Sam Leach of Anime News Network and Alex Osborn of IGN commended her performance against Katsuki Bakugo and noted the importance of this event for her character growth. Editors at Abema highlighted Ochaco's and Himiko's final encounter and Himiko's death as being unsettling for viewers. Eric Himmelheber of Anime Corner praised Ayane Sakura's and Misato Fukuen's performances in the 20th episode of the seventh season, despite Sakura's attachment to Ochaco and her crying during the episode's recording session.

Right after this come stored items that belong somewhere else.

//! HTTP protocol handling subsystem.
//!
//! # Data Flow
//! ```text
//! TCP connection
//!     → server.rs (Axum app, tower layers, static files)
//!     → request.rs (request ID, client address)
//!     → routing::Router::dispatch (custom route table)
//!     → middleware/ (access logging around route handlers)
//!     → response.rs (JSON error bodies)
//! ```

pub mod middleware;
pub mod request;
pub mod response;
pub mod server;

pub use request::{RequestIdExt, X_REQUEST_ID};
pub use response::{ApiError, ErrorBody};
pub use server::{bind, build_app, build_routes, HttpServer, ServerError};
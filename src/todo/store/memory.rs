//! In-memory todo store.

use std::collections::HashMap;
use std::sync::atomic::{AtomicI64, Ordering};

use async_trait::async_trait;
use chrono::Utc;
use dashmap::DashMap;

use crate::todo::model::{NewTodo, Todo};
use crate::todo::store::{Repository, StoreError, StoreResult};

/// A thread-safe map of todos keyed by id.
///
/// Ids start at 1 and are never reused, even after removal.
#[derive(Debug, Default)]
pub struct MemoryStore {
    items: DashMap<i64, Todo>,
    last_id: AtomicI64,
}

impl MemoryStore {
    pub fn new() -> Self {
        Self::default()
    }

    /// Number of stored todos.
    pub fn len(&self) -> usize {
        self.items.len()
    }

    pub fn is_empty(&self) -> bool {
        self.items.is_empty()
    }

    /// Copy of the current contents.
    pub fn snapshot(&self) -> HashMap<i64, Todo> {
        self.items
            .iter()
            .map(|r| (*r.key(), r.value().clone()))
            .collect()
    }
}

#[async_trait]
impl Repository for MemoryStore {
    async fn create(&self, todo: NewTodo) -> StoreResult<Todo> {
        let id = self.last_id.fetch_add(1, Ordering::Relaxed) + 1;
        let todo = todo.into_todo(id, Utc::now());
        self.items.insert(id, todo.clone());
        Ok(todo)
    }

    async fn get(&self, id: i64) -> StoreResult<Todo> {
        self.items
            .get(&id)
            .map(|r| r.value().clone())
            .ok_or(StoreError::NotFound)
    }

    async fn remove(&self, id: i64) -> StoreResult<()> {
        self.items
            .remove(&id)
            .map(|_| ())
            .ok_or(StoreError::NotFound)
    }

    async fn ping(&self) -> StoreResult<()> {
        Ok(())
    }
}
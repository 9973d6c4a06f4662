//! Routing subsystem.
//!
//! # Data Flow
//! ```text
//! Startup (single-threaded, by value):
//!     router.handle / use_middleware / group
//!     → prefix joined, pattern normalized
//!     → handler wrapped in current middleware chain
//!     → upsert into ordered route table
//!     → table frozen behind Arc
//!
//! Incoming Request (method, escaped path)
//!     → router.rs (scan routes in order)
//!     → matcher.rs (segment match + percent-decoding)
//!     → scope.rs (params attached to request)
//!     → matched handler, or 400 / 404 / 405
//! ```
//!
//! # Design Decisions
//! - Routes built at startup, immutable at runtime
//! - No regex or wildcards (literal and `:name` segments only)
//! - Deterministic: same input always matches same route
//! - First match wins (registration order)

pub mod handler;
pub mod matcher;
pub mod middleware;
pub mod router;
pub mod scope;

pub use handler::{boxed, BoxHandler, Handler};
pub use matcher::{match_path, MatchError, Params};
pub use middleware::{chain, compose, from_fn, Middleware};
pub use router::{Route, Router};
pub use scope::{with_scope, Scope, ScopeExt};
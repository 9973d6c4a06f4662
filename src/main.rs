//! Todo API server.
//!
//! # Architecture Overview
//!
//! ```text
//!     Client Request
//!     ──────────────▶ tower layers (request id, trace, timeout)
//!                         │
//!                         ├── /static/*  → ServeDir
//!                         │
//!                         ▼
//!                     routing::Router::dispatch
//!                         │  match_path → Scope → middleware chain
//!                         ▼
//!                     handlers (welcome, health, ui, todos)
//!                         │
//!                         ▼
//!                     Repository (memory | Postgres)
//! ```

use std::path::PathBuf;

use clap::Parser;

use todo_api::config::load_config;
use todo_api::http::{self, HttpServer};
use todo_api::lifecycle::{wait_for_signal, Shutdown};
use todo_api::observability::{logging, metrics};
use todo_api::todo::store;

#[derive(Parser)]
#[command(name = "todo-api")]
#[command(about = "Todo HTTP API", long_about = None)]
struct Args {
    /// Path to a TOML configuration file.
    #[arg(short, long)]
    config: Option<PathBuf>,
}

#[tokio::main]
async fn main() -> Result<(), Box<dyn std::error::Error>> {
    let args = Args::parse();
    let config = load_config(args.config.as_deref())?;

    logging::init_logging(&config.observability)?;
    tracing::info!("todo-api v{} starting", env!("CARGO_PKG_VERSION"));

    tracing::info!(
        bind_address = %config.listener.bind_address,
        storage = ?config.storage.kind,
        request_timeout_secs = config.timeouts.request_secs,
        "Configuration loaded"
    );

    if config.observability.metrics_enabled {
        let addr = config.observability.metrics_address.parse()?;
        metrics::init_metrics(addr)?;
    }

    let repo = store::from_config(&config.storage)?;

    let listener = http::bind(&config.listener.bind_address).await?;
    tracing::info!(address = %listener.local_addr()?, "Listening for connections");

    let shutdown = Shutdown::new();
    let server_shutdown = shutdown.subscribe();
    let signals = shutdown.clone();
    tokio::spawn(async move {
        wait_for_signal().await;
        signals.trigger();
    });

    let server = HttpServer::new(config, repo);
    server.run(listener, server_shutdown).await?;

    tracing::info!("Shutdown complete");
    Ok(())
}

Mario Taschler of Anime2You wrote that fans criticised Horikoshi's portrayal of female characters in My Hero Academia and that the confrontation between Ochaco and Himiko, although noteworthy, could be seen as childish. Tarun Kohli, also of FandomWire, noted Ochaco's and Himiko's conflict throughout the series was important. He stated that if Katsuki had fought Himiko instead, fans would have preferred having Katsuki as her opponent because of their destructive tendencies. Despite these tendencies, while Himiko chose to be evil, Katsuki chose to be good.

===Analysis===
Satomi Miyama analysed speech patterns of characters from shōnen manga such as My Hero Academia, Bleach, and One Piece. She found Ochaco's idiolect is generally gender-neutral, but slightly leaning towards masculine speech patterns, and Ochaco uses Japanese honorific speech less frequently than Izuku and Tenya Ida. The gender-neutral speech aligns with her sociability and frank demeanour. In another study, Yūko Uchida of Saitama University found Ochaco is less individualistic compared to Izuku. Derek McGrath found Ochaco has permanent blushes to show innocence. Maria-Teresa De Rosa Palmini, Laura Wagner, and Eva Cetinic of the University of Zurich found Ochaco was amongst the most common anime figures used in text-to-image models.